The College of Education comprises five further departments as well as an Intercultural Youth and Family Development Program.
- Communicative Sciences and Disorders
Focuses on the training of future professionals in the areas of Speech and Language Pathology.
- Counselor Education
Focuses on the training of future school counselors.
- Curriculum and Instruction
Focuses on teacher preparation

Houses both Masters and Doctoral programs
- Educational Leadership
- Health and Human Performance
Began as the Department of Physical Culture in 1906.
- Intercultural Youth and Family Development Program

===Institute of Educational Research and Service (IERS)===
Founded in 1957, the Institute of Educational Research and Service is dedicated to the design, evaluation, and dissemination of programs that support the well-being of students and communities. The institution cooperates with numerous organizations to develop models for social and academic achievement

==Hosted Programs==
===Montana Digital Academy===

The Phyllis J. Washington College of Education and is the host of the Montana Digital Academy, Montana's publicly supported K-12 online program.
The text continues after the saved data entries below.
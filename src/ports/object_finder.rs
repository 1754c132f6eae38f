//! ObjectFinder trait - capability to locate key objects on tokens

use crate::error::DeviceError;
use crate::model::{KeyAlgorithm, LocatorInfo, LoginMode, ObjectHandle, SessionId};

/// A private key object found on a token, inside a freshly opened session
#[derive(Debug, Clone, Copy, PartialEq, Eq)]
pub struct Discovered {
    /// Session opened for the search; the caller now owns it
    pub session: SessionId,
    /// Handle of the matching object, valid only inside `session`
    pub object: ObjectHandle,
    /// Key algorithm recorded on the token for this object
    pub algorithm: KeyAlgorithm,
}

/// Capability to open sessions and find private key objects
pub trait ObjectFinder {
    /// Open a session on the token matching `locator` and find its object
    ///
    /// On success the returned session is open and must eventually be passed
    /// to [`close_session`](ObjectFinder::close_session).
    ///
    /// # Errors
    ///
    /// Returns `DeviceError::ObjectNotFound` if no present token holds a
    /// matching private key object, or the provider's status otherwise.
    /// No session is left open on error.
    fn open_and_find_object(
        &self,
        locator: &LocatorInfo,
        login: LoginMode,
    ) -> Result<Discovered, DeviceError>;

    /// Close a session previously returned by `open_and_find_object`
    fn close_session(&self, session: SessionId) -> Result<(), DeviceError>;
}
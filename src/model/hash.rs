use std::fmt;
use std::str::FromStr;

use thiserror::Error;

/// Hash algorithms accepted for signature digests
#[derive(Debug, Clone, Copy, PartialEq, Eq, Hash)]
pub enum HashAlgorithm {
    Md5,
    Sha1,
    Sha224,
    Sha256,
    Sha384,
    Sha512,
}

impl HashAlgorithm {
    pub const ALL: [HashAlgorithm; 6] = [
        HashAlgorithm::Md5,
        HashAlgorithm::Sha1,
        HashAlgorithm::Sha224,
        HashAlgorithm::Sha256,
        HashAlgorithm::Sha384,
        HashAlgorithm::Sha512,
    ];

    /// Digest length in bytes
    pub fn output_len(self) -> usize {
        match self {
            HashAlgorithm::Md5 => 16,
            HashAlgorithm::Sha1 => 20,
            HashAlgorithm::Sha224 => 28,
            HashAlgorithm::Sha256 => 32,
            HashAlgorithm::Sha384 => 48,
            HashAlgorithm::Sha512 => 64,
        }
    }

    pub fn name(self) -> &'static str {
        match self {
            HashAlgorithm::Md5 => "md5",
            HashAlgorithm::Sha1 => "sha1",
            HashAlgorithm::Sha224 => "sha224",
            HashAlgorithm::Sha256 => "sha256",
            HashAlgorithm::Sha384 => "sha384",
            HashAlgorithm::Sha512 => "sha512",
        }
    }
}

impl fmt::Display for HashAlgorithm {
    fn fmt(&self, f: &mut fmt::Formatter<'_>) -> fmt::Result {
        f.write_str(self.name())
    }
}

impl FromStr for HashAlgorithm {
    type Err = HashAlgorithmError;

    fn from_str(s: &str) -> Result<Self, Self::Err> {
        let normalized = s.to_ascii_lowercase().replace('-', "");
        HashAlgorithm::ALL
            .into_iter()
            .find(|alg| alg.name() == normalized)
            .ok_or_else(|| HashAlgorithmError::Unknown {
                name: s.to_string(),
            })
    }
}

#[derive(Error, Debug, Clone, PartialEq, Eq)]
pub enum HashAlgorithmError {
    #[error("Unknown hash algorithm: {name}")]
    Unknown { name: String },
}
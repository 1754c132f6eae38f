use crate::error::DeviceError;

/// Capability to re-enumerate token slots
///
/// Some providers only notice a reinserted token after the slot list has
/// been refreshed, so recovery always rescans before rediscovery.
pub trait SlotScanner {
    fn rescan_slots(&self) -> Result<(), DeviceError>;
}
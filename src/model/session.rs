use std::fmt;

/// Provider-assigned session identifier
#[derive(Debug, Clone, Copy, PartialEq, Eq, Hash, PartialOrd, Ord)]
pub struct SessionId(pub u64);

impl fmt::Display for SessionId {
    fn fmt(&self, f: &mut fmt::Formatter<'_>) -> fmt::Result {
        write!(f, "session#{}", self.0)
    }
}

/// Provider-assigned handle of an object within an open session
#[derive(Debug, Clone, Copy, PartialEq, Eq, Hash, PartialOrd, Ord)]
pub struct ObjectHandle(pub u64);

impl fmt::Display for ObjectHandle {
    fn fmt(&self, f: &mut fmt::Formatter<'_>) -> fmt::Result {
        write!(f, "object#{}", self.0)
    }
}

/// Session policy requested when opening a token session
#[derive(Debug, Clone, Copy, PartialEq, Eq, Default)]
pub enum LoginMode {
    /// Public session; private objects stay invisible
    Public,
    /// Log in as the token user before searching
    #[default]
    User,
}

/// Operation mode bits supplied at import; carried through untouched
#[derive(Debug, Clone, Copy, PartialEq, Eq, Default, Hash)]
pub struct ImportFlags(pub u32);

impl ImportFlags {
    pub const NONE: ImportFlags = ImportFlags(0);

    pub fn bits(self) -> u32 {
        self.0
    }
}

/// Options for importing a key from a locator
#[derive(Debug, Clone, Copy, PartialEq, Eq)]
pub struct KeyOptions {
    /// Flags stored on the handle
    pub flags: ImportFlags,
    /// Session policy for discovery and rediscovery
    pub login: LoginMode,
}

impl Default for KeyOptions {
    fn default() -> Self {
        Self {
            flags: ImportFlags::NONE,
            login: LoginMode::User,
        }
    }
}
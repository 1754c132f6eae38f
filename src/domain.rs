//! Token key handle and the resources it owns

mod binding;
mod token_key;

pub use token_key::{KeyState, TokenKey};
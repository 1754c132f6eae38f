//! Digest preparation for token signatures
//!
//! The token's RSA mechanism pads whatever it is given, so the DER
//! DigestInfo wrapping a PKCS#1 v1.5 signature must be built here. DSA
//! signs a bare digest and always uses SHA-1.

use rsa::Pkcs1v15Sign;
use tracing::warn;

use crate::error::SignError;
use crate::model::{DigestPolicy, HashAlgorithm, KeyAlgorithm};
use crate::ports::DigestEngine;

/// PKCS#1 v1.5 signature scheme carrying the DigestInfo prefix for `algorithm`
fn signature_scheme(algorithm: HashAlgorithm) -> Pkcs1v15Sign {
    match algorithm {
        HashAlgorithm::Md5 => Pkcs1v15Sign::new::<md5::Md5>(),
        HashAlgorithm::Sha1 => Pkcs1v15Sign::new::<sha1::Sha1>(),
        HashAlgorithm::Sha224 => Pkcs1v15Sign::new::<sha2::Sha224>(),
        HashAlgorithm::Sha256 => Pkcs1v15Sign::new::<sha2::Sha256>(),
        HashAlgorithm::Sha384 => Pkcs1v15Sign::new::<sha2::Sha384>(),
        HashAlgorithm::Sha512 => Pkcs1v15Sign::new::<sha2::Sha512>(),
    }
}

/// DER prefix of a DigestInfo for `algorithm`, up to the digest octets
pub fn digest_info_prefix(algorithm: HashAlgorithm) -> Box<[u8]> {
    signature_scheme(algorithm).prefix
}

/// Wrap a digest in a DER DigestInfo
pub fn encode_digest_info(algorithm: HashAlgorithm, digest: &[u8]) -> Vec<u8> {
    let prefix = digest_info_prefix(algorithm);
    let mut encoded = Vec::with_capacity(prefix.len() + digest.len());
    encoded.extend_from_slice(&prefix);
    encoded.extend_from_slice(digest);
    encoded
}

/// Produce the bytes handed to the token for signing `data`
///
/// For RSA keys, `data` is hashed with `requested` and wrapped in a
/// DigestInfo. For DSA keys, `data` is hashed with SHA-1 and `requested` is
/// ignored.
///
/// # Errors
///
/// Returns `SignError::UnsupportedAlgorithm` for keys with no signing
/// profile and `SignError::Digest` if the engine cannot hash.
pub fn prepare_digest<E>(
    engine: &E,
    key_algorithm: KeyAlgorithm,
    requested: HashAlgorithm,
    data: &[u8],
) -> Result<Vec<u8>, SignError>
where
    E: DigestEngine + ?Sized,
{
    let profile = key_algorithm.profile()?;

    match profile.digest {
        DigestPolicy::DigestInfo => {
            let digest = engine.hash(requested, data)?;
            Ok(encode_digest_info(requested, &digest))
        }
        DigestPolicy::Fixed(fixed) => {
            if requested != fixed {
                warn!(
                    "{} keys always sign {} digests; requested {} is ignored",
                    key_algorithm, fixed, requested
                );
            }
            Ok(engine.hash(fixed, data)?)
        }
    }
}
Montana Digital Academy's offices are in the Phyllis J. Washington Education Center.

==New Building==
In 2009 the university completed the Phyllis J. Washington Education Center, a 27,000 sq. ft. addition to what was then simply known as the Education Building. The Center focuses on Early Childhood Education, Math and Science Instruction and Distance Learning. The center also houses the largest omni globe - a large sphere that projects everything from the world to the planets - at any university in the nation.

The Center was officially unveiled on October 8, 2009 with 500 guests in attendance. Attendance included industrialist Dennis Washington and his wife Phyllis for whom the center is named as well as U.S. Education Secretary Arne Duncan.